● WHAT YOU ARE ASKED TO DO: Nothing but the lines from the start of the records below through the line that has "pub const DEFAULT_CONFIG_JSON: &str" should appear, each exactly as given.
== == ==
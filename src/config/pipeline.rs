// src/config/pipeline.rs
use anyhow::{anyhow, Context, Result};
use serde::{Deserialize, Serialize};
use std::fs;
use std::path::{Path, PathBuf};

use crate::error::ConfigError;
use crate::llm::LlmProvider;
use crate::normalize::NormalizationMethod;

pub const ENV_CONFIG_PATH: &str = "NARRATIVE_CONFIG_PATH";
pub const ENV_USE_MOCK: &str = "USE_MOCK_DATA";
pub const ENV_LLM_PROVIDER: &str = "LLM_PROVIDER";
pub const DEFAULT_CONFIG_TOML: &str = "config/narrative.toml";
pub const DEFAULT_CONFIG_JSON: &str = "config/narrative.json";

#[derive(Debug, Clone, PartialEq, Serialize, Deserialize, Default)]
#[serde(default)]
pub struct PipelineConfig {
    pub window: WindowCfg,
    pub signals: SignalsCfg,
    pub clustering: ClusteringCfg,
    pub narratives: NarrativesCfg,
    pub collection: CollectionCfg,
    pub llm: LlmCfg,
}

#[derive(Debug, Clone, PartialEq, Serialize, Deserialize)]
#[serde(default)]
pub struct WindowCfg {
    pub duration_days: u32,
}

impl Default for WindowCfg {
    fn default() -> Self {
        Self { duration_days: 14 }
    }
}

#[derive(Debug, Clone, PartialEq, Serialize, Deserialize)]
#[serde(default)]
pub struct SignalsCfg {
    /// "minmax" | "zscore"; kept as text so a typo surfaces as a typed error.
    pub normalization_method: String,
    pub momentum_threshold_pct: f64,
}

impl Default for SignalsCfg {
    fn default() -> Self {
        Self {
            normalization_method: NormalizationMethod::MinMax.as_str().to_string(),
            momentum_threshold_pct: 15.0,
        }
    }
}

#[derive(Debug, Clone, PartialEq, Serialize, Deserialize)]
#[serde(default)]
pub struct ClusteringCfg {
    pub min_cluster_size: usize,
    pub max_clusters: usize,
}

impl Default for ClusteringCfg {
    fn default() -> Self {
        Self {
            min_cluster_size: 3,
            max_clusters: 10,
        }
    }
}

#[derive(Debug, Clone, PartialEq, Serialize, Deserialize)]
#[serde(default)]
pub struct NarrativesCfg {
    pub min_signal_types: usize,
    pub min_momentum_score: f64,
    pub max_narratives: usize,
}

impl Default for NarrativesCfg {
    fn default() -> Self {
        Self {
            min_signal_types: 2,
            min_momentum_score: 20.0,
            max_narratives: 7,
        }
    }
}

#[derive(Debug, Clone, PartialEq, Serialize, Deserialize)]
#[serde(default)]
pub struct CollectionCfg {
    pub use_mock: bool,
    pub github_repo_limit: usize,
    pub github_repos: Vec<String>,
    pub social_sources: Vec<String>,
    /// Whole-request timeout for every live collector call.
    pub http_timeout_secs: u64,
}

impl Default for CollectionCfg {
    fn default() -> Self {
        Self {
            use_mock: true,
            github_repo_limit: 5,
            github_repos: [
                "solana-labs/solana",
                "coral-xyz/anchor",
                "project-serum/anchor",
                "raydium-io/raydium-clmm",
                "marinade-finance/liquid-staking-program",
            ]
            .into_iter()
            .map(String::from)
            .collect(),
            social_sources: [
                "https://solana.com/news/rss.xml",
                "https://www.helius.dev/blog/rss.xml",
                "https://www.coindesk.com/arc/outboundfeeds/rss/",
            ]
            .into_iter()
            .map(String::from)
            .collect(),
            http_timeout_secs: 30,
        }
    }
}

#[derive(Debug, Clone, PartialEq, Serialize, Deserialize)]
#[serde(default)]
pub struct LlmCfg {
    /// "template" | "openai" | "local"
    pub provider: String,
    /// Overridden by `OPENAI_MODEL` / `LOCAL_LLM_MODEL`.
    pub model: Option<String>,
    /// Overridden by `OPENAI_BASE_URL` / `LOCAL_LLM_BASE_URL`.
    pub base_url: Option<String>,
    pub timeout_secs: u64,
    pub ideas_per_narrative: usize,
}

impl Default for LlmCfg {
    fn default() -> Self {
        Self {
            provider: LlmProvider::Template.as_str().to_string(),
            model: None,
            base_url: None,
            timeout_secs: 60,
            ideas_per_narrative: 5,
        }
    }
}

impl PipelineConfig {
    /// Every misconfiguration check, run before any stage touches data.
    pub fn validate(&self) -> Result<NormalizationMethod, ConfigError> {
        let method: NormalizationMethod = self.signals.normalization_method.parse()?;

        let threshold = self.signals.momentum_threshold_pct;
        if !(threshold > 0.0) {
            return Err(ConfigError::non_positive("momentum_threshold_pct", threshold));
        }
        if self.window.duration_days == 0 {
            return Err(ConfigError::Zero {
                name: "window.duration_days",
            });
        }
        self.llm.provider.parse::<LlmProvider>()?;
        for (name, v) in [
            ("clustering.min_cluster_size", self.clustering.min_cluster_size),
            ("clustering.max_clusters", self.clustering.max_clusters),
            ("narratives.min_signal_types", self.narratives.min_signal_types),
            ("narratives.max_narratives", self.narratives.max_narratives),
            ("llm.ideas_per_narrative", self.llm.ideas_per_narrative),
            ("collection.http_timeout_secs", self.collection.http_timeout_secs as usize),
            ("llm.timeout_secs", self.llm.timeout_secs as usize),
        ] {
            if v == 0 {
                return Err(ConfigError::Zero { name });
            }
        }
        Ok(method)
    }

    /// Apply `$USE_MOCK_DATA` ("true"/"false", case-insensitive) and
    /// `$LLM_PROVIDER` if set.
    pub fn apply_env_overrides(&mut self) {
        if let Ok(v) = std::env::var(ENV_LLM_PROVIDER) {
            if !v.trim().is_empty() {
                self.llm.provider = v.trim().to_string();
            }
        }
        if let Ok(v) = std::env::var(ENV_USE_MOCK) {
            match v.trim().to_ascii_lowercase().as_str() {
                "true" | "1" => self.collection.use_mock = true,
                "false" | "0" => self.collection.use_mock = false,
                other => tracing::warn!(value = other, "ignoring unparsable {ENV_USE_MOCK}"),
            }
        }
    }

    /// Repositories actually tracked, honouring the repo limit.
    pub fn tracked_repos(&self) -> Vec<String> {
        self.collection
            .github_repos
            .iter()
            .take(self.collection.github_repo_limit)
            .cloned()
            .collect()
    }
}

/// Load configuration from an explicit path. Supports TOML or JSON formats.
pub fn load_config_from(path: &Path) -> Result<PipelineConfig> {
    let content = fs::read_to_string(path)
        .with_context(|| format!("reading pipeline config from {}", path.display()))?;
    let ext = path
        .extension()
        .and_then(|s| s.to_str())
        .unwrap_or_default()
        .to_ascii_lowercase();
    parse_config(&content, ext.as_str())
        .with_context(|| format!("parsing pipeline config {}", path.display()))
}

/// Load configuration using env var + fallbacks:
/// 1) $NARRATIVE_CONFIG_PATH
/// 2) config/narrative.toml
/// 3) config/narrative.json
/// 4) built-in defaults
///
/// `$USE_MOCK_DATA` and `$LLM_PROVIDER` are applied on top of whichever source won.
pub fn load_config_default() -> Result<PipelineConfig> {
    let mut cfg = resolve_config()?;
    cfg.apply_env_overrides();
    Ok(cfg)
}

fn resolve_config() -> Result<PipelineConfig> {
    if let Ok(p) = std::env::var(ENV_CONFIG_PATH) {
        let pb = PathBuf::from(p);
        if pb.exists() {
            return load_config_from(&pb);
        } else {
            return Err(anyhow!("{ENV_CONFIG_PATH} points to non-existent path"));
        }
    }
    let toml_p = PathBuf::from(DEFAULT_CONFIG_TOML);
    if toml_p.exists() {
        return load_config_from(&toml_p);
    }
    let json_p = PathBuf::from(DEFAULT_CONFIG_JSON);
    if json_p.exists() {
        return load_config_from(&json_p);
    }
    Ok(PipelineConfig::default())
}

fn parse_config(s: &str, hint_ext: &str) -> Result<PipelineConfig> {
    if hint_ext == "json" {
        return serde_json::from_str(s).context("invalid JSON config");
    }
    match toml::from_str::<PipelineConfig>(s) {
        Ok(cfg) => Ok(cfg),
        Err(toml_err) => serde_json::from_str(s)
            .map_err(|_| anyhow!(toml_err))
            .context("unsupported config format"),
    }
}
== == ==
● RESPONSE AREA:
filename src/config/pipeline.rs
// src/config/pipeline.rs
use anyhow::{anyhow, Context, Result};
use serde::{Deserialize, Serialize};
use std::fs;
use std::path::{Path, PathBuf};

use crate::error::ConfigError;
use crate::llm::LlmProvider;
use crate::normalize::NormalizationMethod;

pub const ENV_CONFIG_PATH: &str = "NARRATIVE_CONFIG_PATH";
pub const ENV_USE_MOCK: &str = "USE_MOCK_DATA";
pub const ENV_LLM_PROVIDER: &str = "LLM_PROVIDER";
pub const DEFAULT_CONFIG_TOML: &str = "config/narrative.toml";
pub const DEFAULT_CONFIG_JSON: &str = "config/narrative.json";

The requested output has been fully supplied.